The desire to dress modestly does not come without questions. Whether you’ve only recently decided to be more modest in your way or dress, or if you’ve been dressing modestly all of your life, you will field questions regarding your decision quite frequently.

A question that is asked on a frequent basis is:

Q: Why does it seem as if modesty lies upon the shoulders of women? Why are we required to dress modestly so as not to offend the opposite sex or entice them to stumble spiritually?

Fellow modest blogger, Ally, crafted a great response to this reader’s question.

Ally:

A: In today’s society, where the majority of magazines, commercial advertisements and retail establishments are baring more and more skin in the name of fashion and seasonal trends, dressing (and behaving) in a modest fashion is increasingly difficult. Clothing options for women are always evolving, while options for men stay pretty much static. Women, therefore, have much more to choose from. We make the decision every day when we open our closet doors in the morning or make a retail purchase. We decide what to cover our bodies with, how much of our bodies to cover and how our clothes should look and fit on our bodies. We are inundated with different cuts, styles, and ways to wear similar items: whether to wear our pants/skirts tighter or looser, how high or low we prefer our necklines, where our hemlines hit our legs, etc.

Because of all of the options that women have, it seems that the concept and implementation of modesty falls upon us. We are the ones choosing how to present ourselves. The way we dress will have an impact on not only the impression we give to others but the reactions we will receive. We are responsible for the image we project to the people around us and society in general. The attention that we attract is intricately linked to the clothing we wear. As an Orthodox Jew, dressing modestly does NOT mean dressing in an unattractive manner as to not cause any attention to myself. The Jewish concept of ‘tzniut’ (modesty) is to make yourself ‘attractive but not attracting’. This means dressing in a way that makes me feel confident, while making sure that I am not attracting unwanted attention because of what I am wearing.

I believe that this concept translates to the greater global definition of modesty and the expectation that modesty should be a woman’s prerogative. Men react to women in various states of dress differently. To think that men view a woman in a bikini and a woman in a business suit with the same regard is naive at best. Take a look at any ‘men’s magazine’. The women in those magazines are always scantily clad. When women dress scantily, isn’t attention what they are looking for? Can you blame a man for looking? Yes, men have urges; and yes, they should be responsible for controlling them, but c’mon…shouldn’t we help them out a bit? Is it fair if we dress provocatively and then chastise men for looking and lusting? No! If we expect men not to objectify women based on the clothes that they are wearing, then we should meet them halfway. Again, this doesn’t mean to dress in burlap and feel bad about yourself; it means to think about what you are putting on your body, how it might be perceived, and what attention you want to attract.

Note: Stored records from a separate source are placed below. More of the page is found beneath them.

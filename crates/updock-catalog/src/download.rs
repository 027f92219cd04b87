// Copyright (c) 2025 SOLARE S.R.O.
//
// This file is part of Updock.
//
// Licensed under the Creative Commons Attribution-NonCommercial-NoDerivatives 4.0 International
// (CC BY-NC-ND 4.0). You may use and share this file for non-commercial purposes only and you may not
// create derivatives. See <https://creativecommons.org/licenses/by-nc-nd/4.0/>.
//
// This software is provided "AS IS", without warranty of any kind.
//
// For commercial licensing, please contact: info@solare.cz

//! Artifact resolution for downloads

use crate::error::DownloadError;
use crate::log::EventLog;
use crate::resolver::Resolver;
use std::path::{Path, PathBuf};
use std::sync::Arc;
use tokio::fs::File;

/// An opened artifact, ready to be streamed.
///
/// Dropping it closes the file, so whoever owns the response body owns the
/// handle's lifetime.
#[derive(Debug)]
pub struct Artifact {
    pub file: File,
    pub len: u64,
    /// Final path segment only
    pub filename: String,
    pub version: String,
    pub checksum: String,
}

/// Artifacts on local disk, addressed by catalog paths relative to `root`
#[derive(Debug, Clone)]
pub struct ArtifactStore {
    root: PathBuf,
    log: Arc<dyn EventLog>,
}

impl ArtifactStore {
    pub fn new(root: impl Into<PathBuf>, log: Arc<dyn EventLog>) -> Self {
        Self {
            root: root.into(),
            log,
        }
    }

    pub fn root(&self) -> &Path {
        &self.root
    }

    pub async fn resolve_download(
        &self,
        resolver: &Resolver,
        version: &str,
    ) -> Result<Artifact, DownloadError> {
        let Some(record) = resolver.find_exact(version) else {
            self.log.warn(&format!("Download rejected: unknown version {version}"));
            return Err(DownloadError::UnknownVersion(version.to_owned()));
        };

        let path = self.root.join(&record.path);

        match tokio::fs::metadata(&path).await {
            Ok(meta) if meta.is_file() => {}
            Ok(_) => return Err(self.missing(&record.version, path)),
            // A file where the catalog expects a directory is drift too
            Err(e)
                if matches!(
                    e.kind(),
                    std::io::ErrorKind::NotFound | std::io::ErrorKind::NotADirectory
                ) =>
            {
                return Err(self.missing(&record.version, path));
            }
            Err(source) => return Err(self.open_failed(&record.version, path, source)),
        }

        let file = match File::open(&path).await {
            Ok(file) => file,
            Err(source) => return Err(self.open_failed(&record.version, path, source)),
        };
        let len = match file.metadata().await {
            Ok(meta) => meta.len(),
            Err(source) => return Err(self.open_failed(&record.version, path, source)),
        };

        let filename = file_name(&record.path).unwrap_or_else(|| record.version.clone());
        self.log.info(&format!(
            "Serving {} as {filename} ({len} bytes)",
            record.version
        ));

        Ok(Artifact {
            file,
            len,
            filename,
            version: record.version,
            checksum: record.checksum,
        })
    }

    fn missing(&self, version: &str, path: PathBuf) -> DownloadError {
        self.log.error(&format!(
            "Download failed: artifact missing for {version} at {}",
            path.display()
        ));
        DownloadError::ArtifactMissing {
            version: version.to_owned(),
            path,
        }
    }

    fn open_failed(&self, version: &str, path: PathBuf, source: std::io::Error) -> DownloadError {
        self.log.error(&format!(
            "Download failed: cannot open artifact for {version} at {}: {source}",
            path.display()
        ));
        DownloadError::ArtifactOpen {
            version: version.to_owned(),
            path,
            source,
        }
    }
}

fn file_name(path: &str) -> Option<String> {
    Path::new(path)
        .file_name()
        .map(|name| name.to_string_lossy().into_owned())
}

#[cfg(test)]
mod tests {
    use super::*;
    use crate::catalog::Catalog;
    use crate::log::{Level, MemoryLog};
    use crate::record::VersionRecord;
    use tokio::io::AsyncReadExt;

    struct Fixture {
        dir: tempfile::TempDir,
        log: Arc<MemoryLog>,
        resolver: Resolver,
        store: ArtifactStore,
    }

    fn fixture() -> Fixture {
        let dir = tempfile::tempdir().unwrap();
        std::fs::create_dir(dir.path().join("builds")).unwrap();
        std::fs::write(dir.path().join("builds/update_v1.0.0.zip"), b"firmware-1.0.0").unwrap();

        let catalog = Catalog::from_records(vec![
            VersionRecord::new("v1.0.0", "builds/update_v1.0.0.zip", ""),
            VersionRecord::new("v1.0.2", "builds/update_v1.0.2.zip", "c2a0"),
            VersionRecord::new("v1.0.3", "builds", ""),
            VersionRecord::new("v1.0.4", "builds/update_v1.0.0.zip/inner", ""),
            VersionRecord::new("v1.0.5", "x".repeat(300), ""),
        ]);
        let log = Arc::new(MemoryLog::new());
        let resolver = Resolver::new(Arc::new(catalog), log.clone());
        let store = ArtifactStore::new(dir.path(), log.clone());

        Fixture {
            dir,
            log,
            resolver,
            store,
        }
    }

    #[tokio::test]
    async fn test_resolve_existing_artifact() {
        let f = fixture();

        let mut artifact = f.store.resolve_download(&f.resolver, "V1.0.0").await.unwrap();

        assert_eq!(artifact.version, "v1.0.0");
        assert_eq!(artifact.filename, "update_v1.0.0.zip");
        assert_eq!(artifact.len, 14);

        let mut content = Vec::new();
        artifact.file.read_to_end(&mut content).await.unwrap();
        assert_eq!(content, b"firmware-1.0.0");
    }

    #[tokio::test]
    async fn test_unknown_version() {
        let f = fixture();

        let err = f.store.resolve_download(&f.resolver, "v9.9.9").await.unwrap_err();

        assert!(matches!(err, DownloadError::UnknownVersion(ref v) if v == "v9.9.9"));
        assert!(err.is_not_found());
        assert_eq!(f.log.messages(Level::Warn).len(), 1);
        assert!(f.log.messages(Level::Error).is_empty());
    }

    #[tokio::test]
    async fn test_artifact_missing_is_logged_distinctly() {
        let f = fixture();

        let err = f.store.resolve_download(&f.resolver, "v1.0.2").await.unwrap_err();

        assert!(matches!(err, DownloadError::ArtifactMissing { .. }));
        assert!(err.is_not_found());
        assert!(f.log.messages(Level::Warn).is_empty());
        let errors = f.log.messages(Level::Error);
        assert_eq!(errors.len(), 1);
        assert!(errors[0].contains("artifact missing"));
    }

    #[tokio::test]
    async fn test_artifact_deleted_after_load() {
        let f = fixture();
        assert!(f.store.resolve_download(&f.resolver, "v1.0.0").await.is_ok());

        std::fs::remove_file(f.dir.path().join("builds/update_v1.0.0.zip")).unwrap();

        let err = f.store.resolve_download(&f.resolver, "v1.0.0").await.unwrap_err();
        assert!(matches!(err, DownloadError::ArtifactMissing { .. }));
    }

    #[tokio::test]
    async fn test_directory_is_not_an_artifact() {
        let f = fixture();
        let err = f.store.resolve_download(&f.resolver, "v1.0.3").await.unwrap_err();
        assert!(matches!(err, DownloadError::ArtifactMissing { .. }));
    }

    #[tokio::test]
    async fn test_path_under_a_file_is_missing() {
        let f = fixture();

        let err = f.store.resolve_download(&f.resolver, "v1.0.4").await.unwrap_err();

        assert!(matches!(err, DownloadError::ArtifactMissing { .. }));
        let errors = f.log.messages(Level::Error);
        assert_eq!(errors.len(), 1);
        assert!(errors[0].contains("artifact missing"));
    }

    #[tokio::test]
    async fn test_unopenable_artifact() {
        let f = fixture();

        // Name longer than any filesystem allows: lookup fails with something other than NotFound
        let err = f.store.resolve_download(&f.resolver, "v1.0.5").await.unwrap_err();

        assert!(matches!(err, DownloadError::ArtifactOpen { ref version, .. } if version == "v1.0.5"));
        assert!(!err.is_not_found());
        let errors = f.log.messages(Level::Error);
        assert_eq!(errors.len(), 1);
        assert!(errors[0].contains("cannot open artifact"));
        assert!(f.log.messages(Level::Warn).is_empty());
    }

    #[test]
    fn test_file_name_is_last_segment() {
        assert_eq!(file_name("a/b/update.zip").as_deref(), Some("update.zip"));
        assert_eq!(file_name("update.zip").as_deref(), Some("update.zip"));
        assert_eq!(file_name(""), None);
    }

    #[test]
    fn test_open_error_is_not_not_found() {
        let err = DownloadError::ArtifactOpen {
            version: "v1.0.0".to_owned(),
            path: PathBuf::from("x"),
            source: std::io::Error::from(std::io::ErrorKind::PermissionDenied),
        };
        assert!(!err.is_not_found());
    }
}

Clothes are a means to express ourselves and, as women, we are offered numerous ways to do so. Dressing modestly doesn’t mean limiting your self-expression. It means taking pride in yourself as a woman. It means knowing that you are not giving off the impression that you are a combination of sexy body parts, but that you are a whole person; an intelligent woman with a fabulous personality and confident sense of self!  It means that the clothes you choose to wear don’t define you – you define yourself.

 Check out Ally’s blog here.

What are your thoughts on the subject? 

3 Responses to Modest Q&A : The Modest Burden

  • Very well put! My mother used to tell me to leave things to the imagination. How much more attractive is a woman who covers her body with class than one who shows everything? There is a deep principle that lies within modest dressing. One of confidence, high self esteem and self respect. I know for a fact my husband thanks God that I don’t show everyone what should be for his eyes only. And I know that I thank God that he does the same. Great answer Ally!

  • Heather Joy says:

    “‘attractive but not attracting’” – my mother used to tell me this all this time (still does, actually).
    I think Ally did a great job answering this question.